Вы участвуете в акциях российских эмигрантов в Аргентине?
— Два раза участвовала: один раз на годовщину войны у российского посольства и второй раз, когда мы приносили цветы в день гибели Навального. А смысл ровно тот же, какой ходить голосовать: ты можешь выразить свое отношение. Более того — здесь тебя никто в наручники не оденет, дубинками никто не побьет. Ты можешь просто выйти и показать себе, что я не согласна, что я что-то делаю. Собственно, вот и весь смысл, это очень важно. Когда ты не согласен, но говоришь, что это ничего не изменит, то в итоге ты и с дивана не встаешь, потому что что это изменит глобально? Да ничего. Так что я считаю, что когда тебе нужно выразить каким-то образом свою позицию, надо встать и пойти на уже организованный кем-то митинг. Это же прекрасно, тебе вообще ничего не надо делать, а позиция уже выражена.

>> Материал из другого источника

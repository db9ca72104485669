//! API error types and responses.

use axum::http::StatusCode;
use axum::response::{IntoResponse, Response};
use axum::Json;
use serde::Serialize;

use webapp_auth_core::{AuthError, ErrorClass};

/// API error type.
#[derive(Debug, thiserror::Error)]
pub enum ApiError {
    /// Unauthorized - missing credentials.
    #[error("unauthorized")]
    Unauthorized,

    /// Bad request - invalid input.
    #[error("bad request: {0}")]
    BadRequest(String),

    /// Init data was rejected by the verifier.
    #[error(transparent)]
    Auth(#[from] AuthError),
}

/// JSON error response body.
#[derive(Debug, Serialize)]
struct ErrorResponse {
    error: ErrorBody,
}

#[derive(Debug, Serialize)]
struct ErrorBody {
    code: String,
    message: String,
}

const INTERNAL_MESSAGE: &str = "Authentication processing error";

impl IntoResponse for ApiError {
    fn into_response(self) -> Response {
        let (status, code, message) = match &self {
            Self::Unauthorized => (
                StatusCode::UNAUTHORIZED,
                "unauthorized",
                self.to_string(),
            ),
            Self::BadRequest(msg) => (StatusCode::BAD_REQUEST, "bad_request", msg.clone()),
            Self::Auth(err) => match err.class() {
                ErrorClass::ClientInput => (StatusCode::BAD_REQUEST, err.code(), err.to_string()),
                ErrorClass::Authentication => {
                    tracing::info!(code = err.code(), "Init data authentication failed");
                    (StatusCode::UNAUTHORIZED, err.code(), err.to_string())
                }
                ErrorClass::Internal => {
                    tracing::error!(error = %err, "Unexpected init data verification failure");
                    (
                        StatusCode::INTERNAL_SERVER_ERROR,
                        "internal_error",
                        INTERNAL_MESSAGE.to_string(),
                    )
                }
            },
        };

        let body = ErrorResponse {
            error: ErrorBody {
                code: code.to_string(),
                message,
            },
        };

        (status, Json(body)).into_response()
    }
}
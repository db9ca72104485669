//! Init data authentication service.
//!
//! This is the main entry point for the webapp-auth service.

use tracing_subscriber::{layer::SubscriberExt, util::SubscriberInitExt};

use webapp_auth_service::{create_router, AppState, ServiceConfig};

#[tokio::main]
async fn main() -> Result<(), Box<dyn std::error::Error>> {
    tracing_subscriber::registry()
        .with(
            tracing_subscriber::EnvFilter::try_from_default_env()
                .unwrap_or_else(|_| "info,webapp_auth=debug".into()),
        )
        .with(tracing_subscriber::fmt::layer())
        .init();

    tracing::info!("Starting webapp-auth service");

    #[cfg(feature = "dev-auth")]
    tracing::warn!("Built with dev-auth: unsigned `dev` identities are accepted");

    let config = ServiceConfig::from_env();

    tracing::info!(
        listen_addr = %config.listen_addr,
        bot_token_configured = %config.bot_token.is_some(),
        max_age_seconds = config.max_age_seconds,
        require_auth_date = config.require_auth_date,
        "Service configuration loaded"
    );

    let state = AppState::new(config.clone())?;

    let app = create_router(state);

    tracing::info!(listen_addr = %config.listen_addr, "Starting HTTP server");
    let listener = tokio::net::TcpListener::bind(&config.listen_addr).await?;
    axum::serve(listener, app).await?;

    Ok(())
}
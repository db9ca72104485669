//! API handlers.

pub mod auth;
pub mod health;
pub mod users;
use serde::{Deserialize, Serialize};

// ==================================================================================================
// Models for GET /api/{backend}-{scope}
// ==================================================================================================

/// Response header mirroring `invocationIsCold` ("1" or "0")
pub const COLD_START_HEADER: &str = "x-edge-is-cold";

/// Body returned by every probe endpoint
#[derive(Debug, Clone, PartialEq, Serialize, Deserialize)]
#[serde(rename_all = "camelCase")]
pub struct ProbeResponse {
    /// Result of the last read performed, or null when no read ran
    pub data: serde_json::Value,
    /// Wall-clock milliseconds spent in the read loop
    pub query_duration: u64,
    pub invocation_is_cold: bool,
    pub invocation_region: Option<String>,
}

/// Query parameters accepted by a probe endpoint
#[derive(Debug, Clone, Default, PartialEq, Eq)]
pub struct ProbeParams {
    /// Raw repeat count; coerced by the endpoint, never rejected
    pub count: Option<String>,
}

impl ProbeParams {
    /// Build from decoded query pairs.
    ///
    /// A repeated `count` key keeps its first value; unknown keys are ignored.
    pub fn from_pairs(pairs: Vec<(String, String)>) -> Self {
        let count = pairs
            .into_iter()
            .find(|(key, _)| key == "count")
            .map(|(_, value)| value);
        Self { count }
    }
}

Вернетесь в Россию, если режим Путина падет?
— А, вот о чем я мечтаю. Я очень хочу, чтобы этот вопрос вообще не стоял: «Вернуться ли на родину или жить в чужой стране?» Я бы хотела быть россиянкой и жить в той стране, в которой я хочу. Если у меня бизнес в России, то я плачу налоги России, наверное, я ценный для России человек, где бы я ни жила. Ну, и дополнительно я либо плачу налоги, либо вкладываюсь в экономику той страны, в которой я живу, просто потому, что я там живу. Я бы хотела, чтобы мир не был устроен так, когда ты выбираешь, за каким забором тебе жить. Я хочу, чтобы ты мог жить где угодно, где тебе комфортно, где твоя душа желает, не задумываться о том, что это какой-то страшный жизненный выбор и ты никогда не сможешь его отменить, не сможешь вернуться, ведь здесь ты не ассимилировался, а там не понял, что происходит, и твоя страна куда-то ушла, а ты не смог влиться. Я бы хотела, чтобы всего этого не было. Чтобы захотела — приехала, захотела — уехала. Мир без заборов и границ — это был бы невероятный мир.
Чего вы боитесь?
— В последнее время я больше всего боюсь неосторожным движением оступиться и не быть собой. Мне стало очень важно говорить то, что я думаю, как мне кажется, как есть, а не кривить душой и отсиживаться. Не то чтобы я сейчас залезу на баррикаду, но стало очень важно не проявлять совсем трусость. Я боюсь оказаться тем человеком, который залез под кровать и ничего не сказал. Чего я боюсь для всего мира? Если посмотреть на историю, то человечество переживало такие времена, что не думаю, что нам сейчас стоит опасаться за его судьбу. Делать всё, чтобы оно стало лучше — да. Бояться и ожидать конца света каждый день — я бы не стала. Были гораздо более людоедские моменты и столетия.